--- AIM OF THE TASK ---
Only one portion of the data is to be written out: from the line bearing "fn span(&self) ->" through the line bearing "F: FnOnce() ->". Write it exactly as it appears.

Stored data entries
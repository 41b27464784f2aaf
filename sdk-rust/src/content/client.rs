use crate::DataResult;
use serde_json::Value;

/// What a content API call addresses within an endpoint.
#[derive(Debug, Clone, PartialEq, Eq)]
pub enum ContentTarget {
    /// A window of records.
    List { offset: u64, limit: u32 },
    /// A single record by id.
    Item { content_id: String },
}

#[derive(Debug, Clone, PartialEq, Eq)]
pub struct ContentRequest {
    pub endpoint: String,
    pub target: ContentTarget,
}

impl ContentRequest {
    pub fn list(endpoint: impl Into<String>, offset: u64, limit: u32) -> Self {
        Self {
            endpoint: endpoint.into(),
            target: ContentTarget::List { offset, limit },
        }
    }

    pub fn item(endpoint: impl Into<String>, content_id: impl Into<String>) -> Self {
        Self {
            endpoint: endpoint.into(),
            target: ContentTarget::Item {
                content_id: content_id.into(),
            },
        }
    }
}

/// Read access to a headless content API.
#[async_trait::async_trait]
pub trait ContentClient: Send + Sync {
    async fn get(&self, request: ContentRequest) -> DataResult<Value>;
}
use crate::{DataError, DataResult};
use opentelemetry::trace::Status;
use std::time::Instant;
use tracing::{info_span, Span};
use tracing_futures::Instrument;
use tracing_opentelemetry::OpenTelemetrySpanExt;

/// Span covering one outbound read against an external data source.
pub struct FetchSpan {
    span: Span,
    start_time: Instant,
    status_code: Option<u16>,
    ended: bool,
}

impl FetchSpan {
    pub fn new(source: &str, resource: &str, url: &str) -> Self {
        let span = info_span!("portfolio_sdk.fetch");
        span.set_attribute("http.request.method", "GET");
        span.set_attribute("url.full", url.to_string());
        span.set_attribute("portfolio_sdk.source", source.to_string());
        span.set_attribute("portfolio_sdk.resource", resource.to_string());

        Self {
            span,
            start_time: Instant::now(),
            status_code: None,
            ended: false,
        }
    }

    fn span(&self) -> Span {
        self.span.clone()
    }

    pub async fn instrument_future<F>(&self, future: F) -> F::Output
    where
        F: std::future::Future,
    {
        future.instrument(self.span()).await
    }

    pub fn on_success(&mut self) {
        self.status_code.get_or_insert(200);
    }

    pub fn on_error(&mut self, error: &DataError) {
        if let DataError::Upstream { status, .. } = error {
            self.status_code = Some(status.as_u16());
        }
        self.span
            .set_attribute("exception.message", error.to_string());
        self.span.set_status(Status::error(error.to_string()));
    }

    pub fn on_end(&mut self) {
        if self.ended {
            return;
        }
        self.ended = true;

        if let Some(status_code) = self.status_code {
            self.span
                .set_attribute("http.response.status_code", i64::from(status_code));
        }
        self.span.set_attribute(
            "portfolio_sdk.duration_seconds",
            self.start_time.elapsed().as_secs_f64(),
        );
    }
}

impl Drop for FetchSpan {
    fn drop(&mut self) {
        self.on_end();
    }
}

/// Run `f` inside a fetch span, recording the outcome on the span.
pub async fn trace_fetch<T, F, Fut>(source: &str, resource: &str, url: &str, f: F) -> DataResult<T>
where
    F: FnOnce() -> Fut,
    Fut: std::future::Future<Output = DataResult<T>>,
{
    let mut span = FetchSpan::new(source, resource, url);
    let result = span.instrument_future(f()).await;

    match &result {
        Ok(_) => span.on_success(),
        Err(error) => span.on_error(error),
    }

    span.on_end();
    result
}
pub mod activity;
mod client_utils;
pub mod content;
mod diagnostics;
mod errors;
mod opentelemetry;
pub mod portfolio_sdk_test;

pub use activity::{ActivityClient, ActivityClientOptions, AggregateActivityView};
pub use content::{ContentClient, HttpContentClient, HttpContentClientOptions, ProjectRepository};
pub use diagnostics::*;
pub use errors::*;
use axum::{
    http::StatusCode,
    response::{IntoResponse, Response},
    routing::{get, MethodRouter},
    Json, Router,
};
use serde_json::Value;
use tokio::net::TcpListener;

/// What a stub route answers with.
#[derive(Clone)]
pub enum Reply {
    Json(Value),
    Status(StatusCode),
    Raw(&'static str),
}

impl IntoResponse for Reply {
    fn into_response(self) -> Response {
        match self {
            Self::Json(body) => Json(body).into_response(),
            Self::Status(status) => status.into_response(),
            Self::Raw(body) => body.into_response(),
        }
    }
}

pub fn reply(reply: Reply) -> MethodRouter {
    get(move || {
        let reply = reply.clone();
        async move { reply }
    })
}

/// Serve `router` on an ephemeral local port and return its base URL.
pub async fn serve(router: Router) -> String {
    let listener = TcpListener::bind("127.0.0.1:0")
        .await
        .expect("bind test server");
    let address = listener.local_addr().expect("test server address");

    tokio::spawn(async move {
        axum::serve(listener, router)
            .await
            .expect("test server runs");
    });

    format!("http://{address}")
}
#![allow(dead_code)]

pub mod fixtures;
pub mod server;
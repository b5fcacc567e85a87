use crate::error::{RegulatorError, RegulatorResult};
use serde::Deserialize;
use std::{
  fs,
  path::{Path, PathBuf},
  time::Duration,
};

/// Tunables for one regulator instance.
#[derive(Clone, Debug, Deserialize, PartialEq)]
#[serde(default)]
pub struct RegulatorConfig {
  /// Full-scale pressure of the sensor, in kPa. Readings and setpoints are
  /// clamped or validated against `[0, pressure_max]`.
  pub pressure_max: f64,

  /// Half-width of the dead band around the setpoint, in kPa.
  pub pressure_tolerance: f64,

  /// Number of raw readings averaged into the smoothed pressure.
  pub buffer_capacity: usize,

  /// Period of the acquisition loop.
  pub acquisition_period_ms: u64,

  /// Period of the control loop.
  pub control_period_ms: u64,

  /// Actuator channel driving the inlet valve.
  pub inlet_channel: u32,

  /// Actuator channel driving the outlet valve.
  pub outlet_channel: u32,

  /// Directory where session logs are written.
  pub log_dir: PathBuf,

  /// Explicit log file. When absent a timestamped name inside `log_dir` is
  /// used.
  pub log_file: Option<PathBuf>,
}

impl Default for RegulatorConfig {
  fn default() -> Self {
    Self {
      pressure_max: 700.0,
      pressure_tolerance: 5.0,
      buffer_capacity: 7,
      acquisition_period_ms: 600,
      control_period_ms: 500,
      inlet_channel: 9,
      outlet_channel: 10,
      log_dir: default_log_dir(),
      log_file: None,
    }
  }
}

fn default_log_dir() -> PathBuf {
  std::env::var("HOME")
    .map(PathBuf::from)
    .unwrap_or_else(|_| PathBuf::from("."))
    .join("pressure_logs")
}

impl RegulatorConfig {
  /// Reads a JSON configuration file. Missing fields keep their defaults.
  pub fn from_file(path: &Path) -> RegulatorResult<Self> {
    let text = fs::read_to_string(path)?;
    let config: RegulatorConfig = serde_json::from_str(&text)?;
    config.validate()?;
    Ok(config)
  }

  /// Checks that the configuration describes a usable regulator.
  pub fn validate(&self) -> RegulatorResult<()> {
    if !(self.pressure_max.is_finite() && self.pressure_max > 0.0) {
      return Err(RegulatorError::Config(format!(
        "pressure_max must be positive, got {}",
        self.pressure_max
      )));
    }

    if !(self.pressure_tolerance.is_finite() && self.pressure_tolerance >= 0.0)
    {
      return Err(RegulatorError::Config(format!(
        "pressure_tolerance must be non-negative, got {}",
        self.pressure_tolerance
      )));
    }

    if self.buffer_capacity == 0 {
      return Err(RegulatorError::Config(
        "buffer_capacity must be at least 1".to_owned(),
      ));
    }

    if self.acquisition_period_ms == 0 || self.control_period_ms == 0 {
      return Err(RegulatorError::Config(
        "loop periods must be non-zero".to_owned(),
      ));
    }

    if self.inlet_channel == self.outlet_channel {
      return Err(RegulatorError::Config(format!(
        "inlet and outlet share channel {}",
        self.inlet_channel
      )));
    }

    Ok(())
  }

  /// Period of the acquisition loop.
  pub fn acquisition_period(&self) -> Duration {
    Duration::from_millis(self.acquisition_period_ms)
  }

  /// Period of the control loop.
  pub fn control_period(&self) -> Duration {
    Duration::from_millis(self.control_period_ms)
  }

  /// Where the session log is persisted.
  pub fn log_path(&self) -> PathBuf {
    match &self.log_file {
      Some(path) => path.clone(),
      None => self.log_dir.join(timestamped_log_name()),
    }
  }
}

fn timestamped_log_name() -> String {
  use chrono::Local;

  let now = Local::now();
  format!("pressure_{}.csv", now.format("%Y%m%d_%H%M%S"))
}

#[cfg(test)]
mod tests {
  use super::*;

  #[test]
  fn defaults_are_valid() {
    let config = RegulatorConfig::default();
    config.validate().unwrap();
    assert_eq!(config.pressure_max, 700.0);
    assert_eq!(config.buffer_capacity, 7);
    assert_eq!(config.acquisition_period(), Duration::from_millis(600));
    assert_eq!(config.control_period(), Duration::from_millis(500));
  }

  #[test]
  fn partial_json_keeps_defaults() {
    let config: RegulatorConfig =
      serde_json::from_str(r#"{ "pressure_max": 250.0, "buffer_capacity": 3 }"#)
        .unwrap();

    assert_eq!(config.pressure_max, 250.0);
    assert_eq!(config.buffer_capacity, 3);
    assert_eq!(config.pressure_tolerance, 5.0);
    assert_eq!(config.inlet_channel, 9);
  }

  #[test]
  fn validation_rejects_nonsense() {
    let bad = [
      RegulatorConfig {
        pressure_max: 0.0,
        ..Default::default()
      },
      RegulatorConfig {
        pressure_tolerance: f64::NAN,
        ..Default::default()
      },
      RegulatorConfig {
        buffer_capacity: 0,
        ..Default::default()
      },
      RegulatorConfig {
        control_period_ms: 0,
        ..Default::default()
      },
      RegulatorConfig {
        outlet_channel: 9,
        ..Default::default()
      },
    ];

    for config in bad {
      assert!(matches!(config.validate(), Err(RegulatorError::Config(_))));
    }
  }

  #[test]
  fn explicit_log_file_wins() {
    let config = RegulatorConfig {
      log_file: Some(PathBuf::from("/tmp/run.csv")),
      ..Default::default()
    };
    assert_eq!(config.log_path(), PathBuf::from("/tmp/run.csv"));

    let generated = RegulatorConfig::default().log_path();
    let name = generated.file_name().unwrap().to_string_lossy().into_owned();
    assert!(name.starts_with("pressure_") && name.ends_with(".csv"));
  }
}
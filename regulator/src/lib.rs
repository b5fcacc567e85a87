#![warn(clippy::correctness)]

//! Two-position pressure regulator: periodic acquisition through a moving
//! average, a hysteresis controller driving an inlet and an outlet valve, and
//! a supervisor that starts, stops and interlocks the two.

/// Fixed-capacity moving-average buffer.
pub mod buffer;

/// Regulator tunables and where they come from.
pub mod config;

/// The control law and the control task.
pub mod controller;

/// Operator console commands.
pub mod console;

/// Vessel model used when no hardware is attached.
pub mod emulator;

/// Errors handed back to callers.
pub mod error;

/// SPI pressure sensor and GPIO valve transports.
#[cfg(feature = "hardware")]
pub mod hardware;

/// Recording transports for tests.
#[cfg(any(test, feature = "test_mode"))]
pub mod mocks;

/// The acquisition task and sensor scaling.
pub mod reader;

/// In-memory session log and its CSV persistence.
pub mod sample_log;

/// Validated target pressure.
pub mod setpoint;

/// State shared between the tasks and the operator.
pub mod state;

/// Lifecycle owner of the regulator.
pub mod supervisor;

/// Traits the regulator uses to reach hardware and storage.
pub mod transport;

/// Interlocked valve driver.
pub mod valve;

pub use config::RegulatorConfig;
pub use error::{RegulatorError, RegulatorResult};
pub use supervisor::ControlSupervisor;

--- WRITTEN SOLUTION ---
    fn span(&self) -> Span {
        self.span.clone()
    }

    pub async fn instrument_future<F>(&self, future: F) -> F::Output
    where
        F: std::future::Future,
    {
        future.instrument(self.span()).await
    }

    pub fn on_success(&mut self) {
        self.status_code.get_or_insert(200);
    }

    pub fn on_error(&mut self, error: &DataError) {
        if let DataError::Upstream { status, .. } = error {
            self.status_code = Some(status.as_u16());
        }
        self.span
            .set_attribute("exception.message", error.to_string());
        self.span.set_status(Status::error(error.to_string()));
    }

    pub fn on_end(&mut self) {
        if self.ended {
            return;
        }
        self.ended = true;

        if let Some(status_code) = self.status_code {
            self.span
                .set_attribute("http.response.status_code", i64::from(status_code));
        }
        self.span.set_attribute(
            "portfolio_sdk.duration_seconds",
            self.start_time.elapsed().as_secs_f64(),
        );
    }
}

impl Drop for FetchSpan {
    fn drop(&mut self) {
        self.on_end();
    }
}

/// Run `f` inside a fetch span, recording the outcome on the span.
pub async fn trace_fetch<T, F, Fut>(source: &str, resource: &str, url: &str, f: F) -> DataResult<T>
where
    F: FnOnce() -> Fut,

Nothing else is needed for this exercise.